**How to complete this task**
Whenever a line in the data contains "bool", show that line.

------ Extracted entries ------

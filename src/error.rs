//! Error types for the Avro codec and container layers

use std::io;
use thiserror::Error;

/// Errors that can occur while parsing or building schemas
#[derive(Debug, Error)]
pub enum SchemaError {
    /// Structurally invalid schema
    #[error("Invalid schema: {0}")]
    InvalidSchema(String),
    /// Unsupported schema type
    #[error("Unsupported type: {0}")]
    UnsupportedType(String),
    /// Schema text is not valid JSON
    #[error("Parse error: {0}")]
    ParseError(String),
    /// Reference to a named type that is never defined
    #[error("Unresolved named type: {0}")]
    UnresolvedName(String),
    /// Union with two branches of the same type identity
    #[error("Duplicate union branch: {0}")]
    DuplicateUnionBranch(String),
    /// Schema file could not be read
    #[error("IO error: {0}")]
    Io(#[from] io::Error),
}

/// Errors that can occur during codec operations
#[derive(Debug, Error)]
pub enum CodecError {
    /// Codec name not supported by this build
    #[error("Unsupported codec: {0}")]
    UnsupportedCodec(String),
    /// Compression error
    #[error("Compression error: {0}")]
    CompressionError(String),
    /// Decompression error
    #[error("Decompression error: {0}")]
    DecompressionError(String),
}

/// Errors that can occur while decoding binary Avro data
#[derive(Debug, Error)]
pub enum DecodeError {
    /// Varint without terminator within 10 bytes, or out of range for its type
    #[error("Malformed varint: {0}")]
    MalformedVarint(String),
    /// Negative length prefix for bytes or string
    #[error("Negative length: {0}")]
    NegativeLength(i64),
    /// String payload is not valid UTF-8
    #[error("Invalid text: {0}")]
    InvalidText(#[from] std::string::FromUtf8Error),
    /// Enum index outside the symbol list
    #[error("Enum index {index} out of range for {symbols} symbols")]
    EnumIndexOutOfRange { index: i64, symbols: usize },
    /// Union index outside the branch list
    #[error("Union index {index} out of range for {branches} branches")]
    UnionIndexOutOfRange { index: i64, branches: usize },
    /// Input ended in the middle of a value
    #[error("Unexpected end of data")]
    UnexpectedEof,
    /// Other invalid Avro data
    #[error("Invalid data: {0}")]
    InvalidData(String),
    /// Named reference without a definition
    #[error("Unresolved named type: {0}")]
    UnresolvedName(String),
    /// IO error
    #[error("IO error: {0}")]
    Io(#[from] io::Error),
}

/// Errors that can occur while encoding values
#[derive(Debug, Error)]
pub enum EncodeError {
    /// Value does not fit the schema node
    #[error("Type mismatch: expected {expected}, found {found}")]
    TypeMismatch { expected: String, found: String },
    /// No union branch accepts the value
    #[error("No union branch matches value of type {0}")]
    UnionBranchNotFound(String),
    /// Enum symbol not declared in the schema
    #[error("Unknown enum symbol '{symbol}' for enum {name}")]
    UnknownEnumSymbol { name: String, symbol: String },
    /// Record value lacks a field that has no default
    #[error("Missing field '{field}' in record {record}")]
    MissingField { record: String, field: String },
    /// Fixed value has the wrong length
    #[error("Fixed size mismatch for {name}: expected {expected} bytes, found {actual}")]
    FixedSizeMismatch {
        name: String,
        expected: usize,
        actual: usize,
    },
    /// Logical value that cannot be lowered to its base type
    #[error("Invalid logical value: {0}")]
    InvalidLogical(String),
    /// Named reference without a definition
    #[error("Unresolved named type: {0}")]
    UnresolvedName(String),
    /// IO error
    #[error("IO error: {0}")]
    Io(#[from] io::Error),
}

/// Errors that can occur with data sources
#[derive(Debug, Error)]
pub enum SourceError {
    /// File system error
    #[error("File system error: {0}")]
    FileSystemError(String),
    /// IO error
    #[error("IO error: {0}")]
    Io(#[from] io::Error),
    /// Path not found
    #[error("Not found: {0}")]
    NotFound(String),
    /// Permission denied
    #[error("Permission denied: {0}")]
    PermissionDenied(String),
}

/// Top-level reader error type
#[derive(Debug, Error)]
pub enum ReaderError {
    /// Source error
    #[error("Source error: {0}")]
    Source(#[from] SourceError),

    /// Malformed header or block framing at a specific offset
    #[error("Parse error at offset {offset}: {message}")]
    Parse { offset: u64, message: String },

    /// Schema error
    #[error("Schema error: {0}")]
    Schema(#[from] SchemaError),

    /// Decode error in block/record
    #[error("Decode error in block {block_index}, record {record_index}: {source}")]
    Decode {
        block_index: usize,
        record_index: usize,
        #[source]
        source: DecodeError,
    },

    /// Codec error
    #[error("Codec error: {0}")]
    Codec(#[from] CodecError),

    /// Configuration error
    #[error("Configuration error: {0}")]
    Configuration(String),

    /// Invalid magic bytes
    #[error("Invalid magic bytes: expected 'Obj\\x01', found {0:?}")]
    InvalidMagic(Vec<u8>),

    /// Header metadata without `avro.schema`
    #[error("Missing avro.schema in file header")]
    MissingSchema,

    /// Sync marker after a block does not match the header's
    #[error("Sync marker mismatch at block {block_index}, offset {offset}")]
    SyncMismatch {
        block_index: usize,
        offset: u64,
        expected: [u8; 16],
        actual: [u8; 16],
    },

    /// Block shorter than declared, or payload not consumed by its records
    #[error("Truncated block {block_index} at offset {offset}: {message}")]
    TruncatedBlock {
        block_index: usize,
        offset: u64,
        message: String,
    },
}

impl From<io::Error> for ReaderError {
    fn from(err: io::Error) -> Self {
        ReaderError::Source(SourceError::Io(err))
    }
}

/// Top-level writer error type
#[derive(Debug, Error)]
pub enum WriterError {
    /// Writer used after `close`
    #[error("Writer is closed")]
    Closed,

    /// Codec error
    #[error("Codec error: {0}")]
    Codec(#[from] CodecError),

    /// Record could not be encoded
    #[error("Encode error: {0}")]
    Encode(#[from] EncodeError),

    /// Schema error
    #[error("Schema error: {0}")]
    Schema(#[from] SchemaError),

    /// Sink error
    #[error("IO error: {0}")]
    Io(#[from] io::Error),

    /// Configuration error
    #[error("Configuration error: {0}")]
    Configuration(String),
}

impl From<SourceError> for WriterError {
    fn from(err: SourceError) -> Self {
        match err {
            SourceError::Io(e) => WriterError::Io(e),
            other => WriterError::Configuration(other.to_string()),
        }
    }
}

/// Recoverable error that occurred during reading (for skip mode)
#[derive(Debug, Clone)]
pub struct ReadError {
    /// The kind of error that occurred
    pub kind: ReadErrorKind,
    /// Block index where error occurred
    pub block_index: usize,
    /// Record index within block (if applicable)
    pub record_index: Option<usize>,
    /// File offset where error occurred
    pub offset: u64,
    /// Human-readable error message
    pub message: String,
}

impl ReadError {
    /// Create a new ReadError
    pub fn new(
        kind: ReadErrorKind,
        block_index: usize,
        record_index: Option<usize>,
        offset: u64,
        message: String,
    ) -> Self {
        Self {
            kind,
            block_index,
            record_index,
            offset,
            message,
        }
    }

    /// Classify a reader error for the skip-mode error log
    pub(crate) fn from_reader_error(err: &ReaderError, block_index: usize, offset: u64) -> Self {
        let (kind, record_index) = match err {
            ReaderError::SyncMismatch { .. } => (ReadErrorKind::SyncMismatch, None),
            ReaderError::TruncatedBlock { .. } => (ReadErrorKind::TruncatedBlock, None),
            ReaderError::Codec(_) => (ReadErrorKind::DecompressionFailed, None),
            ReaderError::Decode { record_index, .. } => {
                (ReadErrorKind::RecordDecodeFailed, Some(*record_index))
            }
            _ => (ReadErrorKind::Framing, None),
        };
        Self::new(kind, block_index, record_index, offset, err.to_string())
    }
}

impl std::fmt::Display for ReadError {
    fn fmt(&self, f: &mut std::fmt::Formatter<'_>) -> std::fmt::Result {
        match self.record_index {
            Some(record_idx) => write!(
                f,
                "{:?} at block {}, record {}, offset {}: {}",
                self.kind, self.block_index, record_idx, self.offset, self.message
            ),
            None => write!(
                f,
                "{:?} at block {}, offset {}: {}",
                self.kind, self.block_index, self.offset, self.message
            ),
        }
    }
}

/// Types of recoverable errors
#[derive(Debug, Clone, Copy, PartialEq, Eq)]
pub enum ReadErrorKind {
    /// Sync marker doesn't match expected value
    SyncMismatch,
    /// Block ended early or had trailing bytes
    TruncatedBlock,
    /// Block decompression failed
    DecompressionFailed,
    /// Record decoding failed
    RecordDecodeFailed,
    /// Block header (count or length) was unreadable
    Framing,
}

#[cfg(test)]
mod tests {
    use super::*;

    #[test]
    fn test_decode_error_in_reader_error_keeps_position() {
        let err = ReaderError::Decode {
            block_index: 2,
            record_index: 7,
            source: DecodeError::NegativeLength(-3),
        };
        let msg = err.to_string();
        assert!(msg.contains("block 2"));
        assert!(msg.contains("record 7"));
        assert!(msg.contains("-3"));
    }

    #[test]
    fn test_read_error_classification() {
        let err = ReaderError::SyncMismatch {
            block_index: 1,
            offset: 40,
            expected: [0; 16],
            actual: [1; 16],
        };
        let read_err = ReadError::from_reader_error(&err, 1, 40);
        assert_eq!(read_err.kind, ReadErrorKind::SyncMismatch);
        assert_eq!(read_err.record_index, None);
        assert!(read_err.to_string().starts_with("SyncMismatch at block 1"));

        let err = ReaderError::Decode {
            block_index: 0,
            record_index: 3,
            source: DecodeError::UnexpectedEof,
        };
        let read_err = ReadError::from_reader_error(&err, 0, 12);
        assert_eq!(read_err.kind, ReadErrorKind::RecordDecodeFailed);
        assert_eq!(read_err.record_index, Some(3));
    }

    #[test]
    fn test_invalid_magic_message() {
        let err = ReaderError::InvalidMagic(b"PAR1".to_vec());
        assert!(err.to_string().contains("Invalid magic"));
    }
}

------
------ Extracted entries ------

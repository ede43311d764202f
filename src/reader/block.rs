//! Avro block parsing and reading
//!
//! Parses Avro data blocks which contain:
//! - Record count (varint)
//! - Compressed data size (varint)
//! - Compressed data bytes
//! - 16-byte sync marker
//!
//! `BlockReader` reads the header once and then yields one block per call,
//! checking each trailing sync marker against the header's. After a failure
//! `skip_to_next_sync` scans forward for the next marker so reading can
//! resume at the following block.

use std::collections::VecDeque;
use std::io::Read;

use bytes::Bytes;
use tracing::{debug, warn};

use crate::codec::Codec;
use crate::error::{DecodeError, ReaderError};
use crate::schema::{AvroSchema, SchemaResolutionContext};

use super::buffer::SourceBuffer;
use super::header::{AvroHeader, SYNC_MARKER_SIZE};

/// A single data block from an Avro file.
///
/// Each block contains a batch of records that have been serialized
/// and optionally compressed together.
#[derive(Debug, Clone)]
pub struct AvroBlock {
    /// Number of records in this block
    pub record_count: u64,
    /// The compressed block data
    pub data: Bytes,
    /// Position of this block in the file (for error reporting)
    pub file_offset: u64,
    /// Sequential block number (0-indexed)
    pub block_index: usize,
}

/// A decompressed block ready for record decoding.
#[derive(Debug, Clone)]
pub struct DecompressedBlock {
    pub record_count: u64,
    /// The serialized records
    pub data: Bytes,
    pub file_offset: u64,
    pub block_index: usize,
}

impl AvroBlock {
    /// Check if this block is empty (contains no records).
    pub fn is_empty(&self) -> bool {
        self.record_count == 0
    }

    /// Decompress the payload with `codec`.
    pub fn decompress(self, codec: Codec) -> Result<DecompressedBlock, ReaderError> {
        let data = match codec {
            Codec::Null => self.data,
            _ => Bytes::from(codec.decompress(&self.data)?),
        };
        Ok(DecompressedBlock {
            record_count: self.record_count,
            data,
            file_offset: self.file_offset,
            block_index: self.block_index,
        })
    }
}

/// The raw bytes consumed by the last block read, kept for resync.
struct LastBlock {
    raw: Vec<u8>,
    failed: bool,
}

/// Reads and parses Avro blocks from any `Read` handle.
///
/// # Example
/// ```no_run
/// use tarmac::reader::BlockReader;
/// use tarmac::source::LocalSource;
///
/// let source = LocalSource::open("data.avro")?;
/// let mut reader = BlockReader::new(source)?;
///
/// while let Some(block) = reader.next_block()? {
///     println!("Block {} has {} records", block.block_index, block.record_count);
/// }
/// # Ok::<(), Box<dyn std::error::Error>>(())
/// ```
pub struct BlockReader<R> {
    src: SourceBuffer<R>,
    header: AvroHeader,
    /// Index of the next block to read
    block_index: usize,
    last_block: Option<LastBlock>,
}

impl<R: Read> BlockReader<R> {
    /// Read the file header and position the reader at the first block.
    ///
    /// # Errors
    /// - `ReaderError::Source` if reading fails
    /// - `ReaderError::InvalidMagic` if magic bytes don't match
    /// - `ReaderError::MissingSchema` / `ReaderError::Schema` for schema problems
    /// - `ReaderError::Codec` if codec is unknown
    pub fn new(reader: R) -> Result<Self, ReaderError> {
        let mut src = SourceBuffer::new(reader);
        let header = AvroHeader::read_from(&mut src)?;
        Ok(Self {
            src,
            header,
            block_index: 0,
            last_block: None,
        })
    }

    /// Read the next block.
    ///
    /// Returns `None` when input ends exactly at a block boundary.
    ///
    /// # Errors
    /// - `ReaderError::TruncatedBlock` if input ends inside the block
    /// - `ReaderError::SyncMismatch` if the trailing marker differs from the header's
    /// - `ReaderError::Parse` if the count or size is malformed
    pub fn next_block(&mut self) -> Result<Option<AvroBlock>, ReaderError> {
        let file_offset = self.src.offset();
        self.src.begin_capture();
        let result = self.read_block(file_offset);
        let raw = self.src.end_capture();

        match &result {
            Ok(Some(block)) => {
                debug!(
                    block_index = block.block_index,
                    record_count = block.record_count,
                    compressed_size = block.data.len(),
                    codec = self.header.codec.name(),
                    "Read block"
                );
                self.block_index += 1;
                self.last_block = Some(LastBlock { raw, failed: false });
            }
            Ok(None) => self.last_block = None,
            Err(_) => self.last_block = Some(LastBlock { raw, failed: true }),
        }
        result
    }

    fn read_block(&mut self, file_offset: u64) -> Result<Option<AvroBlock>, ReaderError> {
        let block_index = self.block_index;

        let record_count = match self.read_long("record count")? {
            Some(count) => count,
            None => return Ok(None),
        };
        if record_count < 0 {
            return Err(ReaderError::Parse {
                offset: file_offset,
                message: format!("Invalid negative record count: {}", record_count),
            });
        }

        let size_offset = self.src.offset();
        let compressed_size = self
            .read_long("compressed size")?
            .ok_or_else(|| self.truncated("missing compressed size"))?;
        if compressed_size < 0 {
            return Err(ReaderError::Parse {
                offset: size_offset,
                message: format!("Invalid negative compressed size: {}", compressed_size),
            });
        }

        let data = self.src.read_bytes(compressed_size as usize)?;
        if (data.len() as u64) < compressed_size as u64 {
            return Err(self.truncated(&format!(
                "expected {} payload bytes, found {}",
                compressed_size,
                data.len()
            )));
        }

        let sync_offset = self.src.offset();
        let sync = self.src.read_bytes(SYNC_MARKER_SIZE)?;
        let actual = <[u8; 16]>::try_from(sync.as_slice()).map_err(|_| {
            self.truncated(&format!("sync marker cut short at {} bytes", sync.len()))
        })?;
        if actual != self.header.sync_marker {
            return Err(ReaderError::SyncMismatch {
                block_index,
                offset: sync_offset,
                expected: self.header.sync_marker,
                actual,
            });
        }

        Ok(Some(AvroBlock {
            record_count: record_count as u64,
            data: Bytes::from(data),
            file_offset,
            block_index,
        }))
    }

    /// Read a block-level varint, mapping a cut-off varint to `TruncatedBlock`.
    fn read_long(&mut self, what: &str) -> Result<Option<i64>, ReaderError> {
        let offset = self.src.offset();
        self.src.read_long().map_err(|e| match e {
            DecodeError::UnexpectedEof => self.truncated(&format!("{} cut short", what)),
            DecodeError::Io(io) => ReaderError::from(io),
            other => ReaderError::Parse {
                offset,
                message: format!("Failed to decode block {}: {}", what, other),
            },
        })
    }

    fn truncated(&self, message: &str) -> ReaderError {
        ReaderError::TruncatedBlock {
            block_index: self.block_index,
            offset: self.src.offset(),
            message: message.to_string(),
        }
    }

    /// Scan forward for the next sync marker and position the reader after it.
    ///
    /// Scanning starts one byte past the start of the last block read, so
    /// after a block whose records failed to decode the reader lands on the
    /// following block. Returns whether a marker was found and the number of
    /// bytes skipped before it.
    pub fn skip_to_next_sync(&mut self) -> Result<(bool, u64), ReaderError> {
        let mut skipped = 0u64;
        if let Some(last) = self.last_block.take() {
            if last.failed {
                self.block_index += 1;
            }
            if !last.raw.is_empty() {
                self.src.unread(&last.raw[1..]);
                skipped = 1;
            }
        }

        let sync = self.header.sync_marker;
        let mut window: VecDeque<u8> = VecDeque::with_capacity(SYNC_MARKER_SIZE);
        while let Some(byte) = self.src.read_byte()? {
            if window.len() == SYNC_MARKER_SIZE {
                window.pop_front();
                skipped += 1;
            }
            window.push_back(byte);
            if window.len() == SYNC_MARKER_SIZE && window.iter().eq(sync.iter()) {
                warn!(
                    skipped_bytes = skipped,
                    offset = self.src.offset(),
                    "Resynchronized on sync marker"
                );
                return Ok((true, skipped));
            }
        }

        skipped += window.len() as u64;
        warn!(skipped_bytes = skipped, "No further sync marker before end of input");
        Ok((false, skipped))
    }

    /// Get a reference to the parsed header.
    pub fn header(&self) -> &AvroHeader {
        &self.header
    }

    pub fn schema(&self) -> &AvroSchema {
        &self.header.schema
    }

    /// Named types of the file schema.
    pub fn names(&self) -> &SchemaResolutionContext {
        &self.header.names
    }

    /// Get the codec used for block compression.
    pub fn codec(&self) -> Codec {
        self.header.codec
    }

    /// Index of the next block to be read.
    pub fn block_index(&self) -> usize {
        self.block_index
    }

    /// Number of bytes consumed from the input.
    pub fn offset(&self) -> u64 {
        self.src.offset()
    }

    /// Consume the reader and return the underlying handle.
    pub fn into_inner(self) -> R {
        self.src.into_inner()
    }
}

------

**Answer to this task**
    pub fn is_empty(&self) -> bool {
    failed: bool,
    pub fn skip_to_next_sync(&mut self) -> Result<(bool, u64), ReaderError> {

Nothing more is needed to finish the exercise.